Providing a Leaseholder Deed of Certificate is, for all practical purposes, a self-certification exercise in which the leaseholder answers a number questions enabling the landlord to assess whether the particular lease qualifies or not.  The questions include: whether the flat was owner/occupied on 14 February, 2022; if the flat was not owner/occupied, whether the leaseholder owned more than two other properties in the UK; the price at which the flat was last sold before 14th February 2022; whether it is a shared ownership lease and, if so, the total share owned by the leaseholder as at 14 February, 2022.  As well as answering the questions, the leaseholder must also provide documentary evidence supporting the answers provided in the document.

A consequence of failing to provide a Deed of Certificate when asked to do so is that the ground-landlord may thereafter assume that the lease is not protected, when carrying out its service-charge calculations.  In other words, the protected status of the lease could be lost.  Where the leaseholder completing a Deed of Certificate was not the owner of the flat on 14 February, 2022 and does not already have the required information, it is then incumbent on the current leaseholder to make enquiries of the former leaseholder to establish the qualifying status of the flat on 14 February 2022.

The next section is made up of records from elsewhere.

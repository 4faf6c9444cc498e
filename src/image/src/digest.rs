//! Content digests (`algo:hex`), streaming digesters and chain IDs.

use std::io::{Read, Write};

use cask_core::error::{CaskError, Result};
use sha2::{Digest as _, Sha256, Sha384, Sha512};

/// Canonical digest algorithm.
pub const CANONICAL_ALGORITHM: &str = "sha256";

/// Length of the truncated image ID shown in tables.
pub const SHORT_ID_LEN: usize = 12;

/// Validate an `algo:hex` digest string.
pub fn validate(digest: &str) -> Result<()> {
    let (algo, hex) = digest
        .split_once(':')
        .ok_or_else(|| CaskError::InvalidDigest(digest.to_string()))?;
    let expected_len = match algo {
        "sha256" => 64,
        "sha384" => 96,
        "sha512" => 128,
        _ => return Err(CaskError::InvalidDigest(digest.to_string())),
    };
    if hex.len() != expected_len || !is_lower_hex(hex) {
        return Err(CaskError::InvalidDigest(digest.to_string()));
    }
    Ok(())
}

/// Algorithm part of a digest (`sha256` for `sha256:abc…`).
pub fn algorithm(digest: &str) -> &str {
    digest.split_once(':').map(|(a, _)| a).unwrap_or(CANONICAL_ALGORITHM)
}

/// Hex part of a digest; a bare hex string is returned unchanged.
pub fn encoded(digest: &str) -> &str {
    digest.split_once(':').map(|(_, h)| h).unwrap_or(digest)
}

/// Truncated hex used as an image ID in tables.
pub fn short_id(digest: &str) -> &str {
    let hex = encoded(digest);
    &hex[..hex.len().min(SHORT_ID_LEN)]
}

/// True for a non-empty string of lowercase hex characters.
pub fn is_lower_hex(s: &str) -> bool {
    !s.is_empty() && s.bytes().all(|b| b.is_ascii_digit() || (b'a'..=b'f').contains(&b))
}

/// True if `query` looks like a (possibly truncated) digest: hex, optionally
/// prefixed with `sha256:`.
pub fn is_digest_query(query: &str) -> bool {
    let hex = query.strip_prefix("sha256:").unwrap_or(query);
    is_lower_hex(hex) && hex.len() <= 64
}

/// `sha256:<hex>` of a byte slice.
pub fn sha256_of(data: &[u8]) -> String {
    format!("sha256:{}", hex::encode(Sha256::digest(data)))
}

/// Compute a digest of `data` with the named algorithm.
pub fn digest_with_algorithm(algo: &str, data: &[u8]) -> Result<String> {
    let hex = match algo {
        "sha256" => hex::encode(Sha256::digest(data)),
        "sha384" => hex::encode(Sha384::digest(data)),
        "sha512" => hex::encode(Sha512::digest(data)),
        other => {
            return Err(CaskError::Unsupported(format!(
                "digest algorithm {other}"
            )))
        }
    };
    Ok(format!("{algo}:{hex}"))
}

/// Chain ID of an ordered list of diff IDs.
///
/// `chain(d1) = d1`, `chain(d1..dn) = sha256(chain(d1..dn-1) + " " + dn)`.
pub fn chain_id(diff_ids: &[String]) -> Option<String> {
    let mut iter = diff_ids.iter();
    let mut chain = iter.next()?.clone();
    for diff_id in iter {
        chain = sha256_of(format!("{chain} {diff_id}").as_bytes());
    }
    Some(chain)
}

/// Chain IDs for every prefix of `diff_ids`.
pub fn chain_ids(diff_ids: &[String]) -> Vec<String> {
    (1..=diff_ids.len())
        .filter_map(|n| chain_id(&diff_ids[..n]))
        .collect()
}

/// Streaming sha256 digester that counts bytes.
///
/// Implements [`Write`] so it can sit behind a tee while data is copied.
#[derive(Clone, Default)]
pub struct Digester {
    hasher: Sha256,
    size: u64,
}

impl Digester {
    pub fn new() -> Self {
        Self::default()
    }

    pub fn update(&mut self, data: &[u8]) {
        self.hasher.update(data);
        self.size += data.len() as u64;
    }

    pub fn size(&self) -> u64 {
        self.size
    }

    /// Finish and return `(sha256:<hex>, size)`.
    pub fn finish(self) -> (String, u64) {
        (
            format!("sha256:{}", hex::encode(self.hasher.finalize())),
            self.size,
        )
    }
}

impl std::fmt::Debug for Digester {
    fn fmt(&self, f: &mut std::fmt::Formatter<'_>) -> std::fmt::Result {
        f.debug_struct("Digester").field("size", &self.size).finish()
    }
}

impl Write for Digester {
    fn write(&mut self, buf: &[u8]) -> std::io::Result<usize> {
        self.update(buf);
        Ok(buf.len())
    }

    fn flush(&mut self) -> std::io::Result<()> {
        Ok(())
    }
}

/// A writer that forwards to `inner` while digesting everything written.
pub struct DigestingWriter<W> {
    inner: W,
    digester: Digester,
}

impl<W: Write> DigestingWriter<W> {
    pub fn new(inner: W) -> Self {
        Self {
            inner,
            digester: Digester::new(),
        }
    }

    /// Bytes written so far.
    pub fn size(&self) -> u64 {
        self.digester.size()
    }

    /// Return the inner writer and `(digest, size)` of the bytes written.
    pub fn finish(self) -> (W, String, u64) {
        let (digest, size) = self.digester.finish();
        (self.inner, digest, size)
    }
}

impl<W: Write> Write for DigestingWriter<W> {
    fn write(&mut self, buf: &[u8]) -> std::io::Result<usize> {
        let n = self.inner.write(buf)?;
        self.digester.update(&buf[..n]);
        Ok(n)
    }

    fn flush(&mut self) -> std::io::Result<()> {
        self.inner.flush()
    }
}

/// A reader that digests everything read through it.
pub struct DigestingReader<R> {
    inner: R,
    digester: Digester,
}

impl<R: Read> DigestingReader<R> {
    pub fn new(inner: R) -> Self {
        Self {
            inner,
            digester: Digester::new(),
        }
    }

    /// Read the remainder of the stream, then return `(digest, size)`.
    pub fn finish(mut self) -> std::io::Result<(String, u64)> {
        std::io::copy(&mut self.inner, &mut self.digester)?;
        Ok(self.digester.finish())
    }
}

impl<R: Read> Read for DigestingReader<R> {
    fn read(&mut self, buf: &mut [u8]) -> std::io::Result<usize> {
        let n = self.inner.read(buf)?;
        self.digester.update(&buf[..n]);
        Ok(n)
    }
}
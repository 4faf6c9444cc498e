//! Unpacking images into snapshots.
//!
//! Each layer becomes one committed snapshot named by the chain ID of the
//! layers up to and including it, so images sharing a base share its
//! snapshots.

use std::collections::BTreeMap;

use cask_core::error::{CaskError, Result};
use cask_core::ErrorKind;

use crate::client::Client;
use crate::context::OpContext;
use crate::digest;
use crate::graph::{self, PlatformManifest};
use crate::labels;
use crate::manifest::{ConfigExt, ManifestExt};
use crate::platform::MatchComparer;
use crate::store::ImageRecord;

/// Unpack one platform manifest; returns the chain ID of its top layer,
/// or `None` for an image without layers.
pub async fn unpack_manifest(
    client: &Client,
    ctx: &OpContext,
    pm: &PlatformManifest,
) -> Result<Option<String>> {
    let diff_ids = pm.config.layer_diff_ids();
    let layers = pm.manifest.layer_descriptors();
    if diff_ids.len() != layers.len() {
        return Err(CaskError::IntegrityError {
            digest: pm.desc.digest.clone(),
            message: format!(
                "manifest has {} layers but config lists {} diff IDs",
                layers.len(),
                diff_ids.len()
            ),
        });
    }

    let sn = client.snapshotter();
    let chains = digest::chain_ids(diff_ids);
    let mut parent: Option<String> = None;
    for ((layer, diff_id), chain) in layers.iter().zip(diff_ids).zip(&chains) {
        ctx.check()?;
        match sn.stat(ctx, chain).await {
            Ok(_) => {
                parent = Some(chain.clone());
                continue;
            }
            Err(e) if e.is(ErrorKind::NotFound) => {}
            Err(e) => return Err(e),
        }

        let key = format!(
            "extract-{}-{}",
            chrono::Utc::now().timestamp_nanos_opt().unwrap_or_default(),
            digest::short_id(chain)
        );
        let mount = sn.prepare(ctx, &key, parent.as_deref()).await?;
        let applied = match client.differ().apply(ctx, layer, &mount).await {
            Ok(applied) => applied,
            Err(e) => {
                remove_quietly(client, ctx, &key).await;
                return Err(e);
            }
        };
        if &applied != diff_id {
            remove_quietly(client, ctx, &key).await;
            return Err(CaskError::IntegrityError {
                digest: layer.digest.clone(),
                message: format!("layer diff ID {applied} does not match config {diff_id}"),
            });
        }

        match sn.commit(ctx, chain, &key, BTreeMap::new()).await {
            Ok(()) => {}
            Err(e) if e.is(ErrorKind::AlreadyExists) => remove_quietly(client, ctx, &key).await,
            Err(e) => {
                remove_quietly(client, ctx, &key).await;
                return Err(e);
            }
        }

        let uncompressed = BTreeMap::from([(labels::UNCOMPRESSED.to_string(), diff_id.clone())]);
        client
            .content()
            .update_labels(ctx, &layer.digest, uncompressed, false)
            .await?;
        tracing::debug!(layer = %layer.digest, chain_id = %chain, "Applied layer");
        parent = Some(chain.clone());
    }

    if let Some(top) = &parent {
        let gc = BTreeMap::from([(labels::gc_snapshot_label(sn.name()), top.clone())]);
        client
            .content()
            .update_labels(ctx, &pm.config_desc.digest, gc, false)
            .await?;
    }
    Ok(parent)
}

/// Unpack the best matching platform manifest of `image`.
pub async fn unpack_image(
    client: &Client,
    ctx: &OpContext,
    image: &ImageRecord,
    matcher: &MatchComparer,
) -> Result<Option<String>> {
    let manifests = graph::manifests_for(client.content(), ctx, &image.target, matcher).await?;
    let Some(pm) = manifests.first() else {
        return Err(CaskError::not_found(format!(
            "no manifest of {} matches the requested platform",
            image.name
        )));
    };
    let top = unpack_manifest(client, ctx, pm).await?;
    tracing::info!(image = %image.name, platform = %pm.platform, "Unpacked image");
    Ok(top)
}

async fn remove_quietly(client: &Client, ctx: &OpContext, key: &str) {
    if let Err(e) = client.snapshotter().remove(ctx, key).await {
        tracing::debug!(key = %key, error = %e, "Failed to remove snapshot");
    }
}
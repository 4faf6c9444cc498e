//! `image encrypt` and `image decrypt`.

use std::sync::Arc;

use cask_core::error::Result;

use crate::client::Client;
use crate::context::OpContext;
use crate::convert::{self, ConvertOptions};
use crate::crypt::{CryptOptions, LayerDecrypter, LayerEncrypter};
use crate::ensure::ensure_content;
use crate::platform::MatchComparer;
use crate::reference::Reference;
use crate::store::ImageRecord;
use crate::streams::IoStreams;
use crate::walker;

#[derive(Debug, Clone, Default)]
pub struct CryptRequest {
    pub source: String,
    pub target: String,
    pub platforms: Vec<String>,
    pub all_platforms: bool,
    pub options: CryptOptions,
}

/// Encrypt the layers of `req.source` into `req.target`. Encrypted images
/// always use OCI media types.
pub async fn encrypt_image(
    client: &Client,
    ctx: &OpContext,
    streams: &IoStreams,
    req: &CryptRequest,
) -> Result<ImageRecord> {
    let config = req.options.encrypt_config()?;
    let mut opts = ConvertOptions::new(MatchComparer::new(req.all_platforms, &req.platforms)?);
    opts.docker_to_oci = true;
    opts.layer = Some(Arc::new(LayerEncrypter::new(config)?));
    let image = crypt_image(client, ctx, streams, req, &opts).await?;
    tracing::info!(source = %req.source, target = %image.name, "Encrypted image");
    Ok(image)
}

/// Decrypt the layers of `req.source` into `req.target`.
pub async fn decrypt_image(
    client: &Client,
    ctx: &OpContext,
    streams: &IoStreams,
    req: &CryptRequest,
) -> Result<ImageRecord> {
    let config = req.options.decrypt_config()?;
    let mut opts = ConvertOptions::new(MatchComparer::new(req.all_platforms, &req.platforms)?);
    opts.layer = Some(Arc::new(LayerDecrypter::new(config)));
    let image = crypt_image(client, ctx, streams, req, &opts).await?;
    tracing::info!(source = %req.source, target = %image.name, "Decrypted image");
    Ok(image)
}

async fn crypt_image(
    client: &Client,
    ctx: &OpContext,
    streams: &IoStreams,
    req: &CryptRequest,
    opts: &ConvertOptions,
) -> Result<ImageRecord> {
    let target = Reference::parse_normalized(&req.target)?.to_string();
    let source = walker::walk_one(client.content(), client.images(), ctx, &req.source).await?;
    ensure_content(client, ctx, &source, &opts.matcher).await?;
    let converted = convert::convert(client, ctx, &target, &source, opts).await?;
    streams.stdout.line(&converted.image.target.digest)?;
    Ok(converted.image)
}

#[cfg(test)]
mod tests {
    use super::*;
    use tempfile::TempDir;

    use crate::convert::tests::{docker_image, layer_tar, test_client};
    use crate::graph::read_json;
    use crate::manifest::{ImageManifest, ManifestExt};
    use crate::media;

    #[tokio::test]
    async fn test_encrypt_then_decrypt_image() {
        let tmp = TempDir::new().unwrap();
        let keys = TempDir::new().unwrap();
        let client = test_client(&tmp);
        let ctx = client.context();
        docker_image(&client, &ctx, "docker.io/library/app:1", &[layer_tar(&[("a", b"secret")])]).await;
        let key = keys.path().join("img.key");
        std::fs::write(&key, b"0123456789abcdef0123456789abcdef").unwrap();
        let key = key.to_string_lossy().into_owned();

        let (streams, out, _) = IoStreams::buffered(b"");
        let enc = CryptRequest {
            source: "app:1".to_string(),
            target: "app:enc".to_string(),
            options: CryptOptions {
                recipients: vec![format!("sym:{key}")],
                ..Default::default()
            },
            ..Default::default()
        };
        let encrypted = encrypt_image(&client, &ctx, &streams, &enc).await.unwrap();
        assert_eq!(out.text().trim(), encrypted.target.digest);
        assert_eq!(encrypted.target.media_type, media::OCI_MANIFEST);
        let manifest: ImageManifest = read_json(client.content(), &ctx, &encrypted.target).await.unwrap();
        assert!(media::is_encrypted(&manifest.layer_descriptors()[0].media_type));

        let (streams, _, _) = IoStreams::buffered(b"");
        let dec = CryptRequest {
            source: "app:enc".to_string(),
            target: "app:dec".to_string(),
            options: CryptOptions {
                keys: vec![key],
                ..Default::default()
            },
            ..Default::default()
        };
        let decrypted = decrypt_image(&client, &ctx, &streams, &dec).await.unwrap();
        let manifest: ImageManifest = read_json(client.content(), &ctx, &decrypted.target).await.unwrap();
        assert_eq!(manifest.layer_descriptors()[0].media_type, media::OCI_LAYER_GZIP);
    }

    #[tokio::test]
    async fn test_encrypt_requires_recipients() {
        let tmp = TempDir::new().unwrap();
        let client = test_client(&tmp);
        let (streams, _, _) = IoStreams::buffered(b"");
        let req = CryptRequest {
            source: "app:1".to_string(),
            target: "app:enc".to_string(),
            ..Default::default()
        };
        let err = encrypt_image(&client, &client.context(), &streams, &req).await.unwrap_err();
        assert!(err.is(cask_core::ErrorKind::InvalidArgument));
    }
}
//! `cask rmi` command: remove one or more images.

use cask_core::Result;
use cask_image::ops::{self, RemoveOptions};
use clap::Args;

use super::Session;

#[derive(Args, Debug)]
pub struct RmiArgs {
    /// Images to remove (name, ID or digest)
    #[arg(required = true)]
    pub images: Vec<String>,

    /// Remove every image an ambiguous ID names, and images of stopped containers
    #[arg(short, long)]
    pub force: bool,
}

pub async fn execute(session: &Session, args: RmiArgs) -> Result<()> {
    let containers = session.containers();
    ops::remove(
        &session.client,
        &session.ctx,
        &session.streams,
        &containers,
        &args.images,
        RemoveOptions { force: args.force },
    )
    .await
}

It is also incumbent on the leaseholder to make enquiries to establish the price at which the flat was last sold before 14th February 2022 and, where it is possible to do so, to evidence that price from Land Registry records.  A Deed of Certificate is also an important title document as it is needed to establish the qualifying status of a flat as at 14 February, 2022.  It is therefore critical that a leaseholder keeps a copy of the certificate provided and that the landlord’s receipt of that certificate is acknowledged, for the record.  Anyone acting on the purchase of a flat post 14th February 2022 will need to ask for a copy of the Deed of Certificate evidencing the protected status of the lease, or not, as the case may be.

What protections does QualifyingStatus offer?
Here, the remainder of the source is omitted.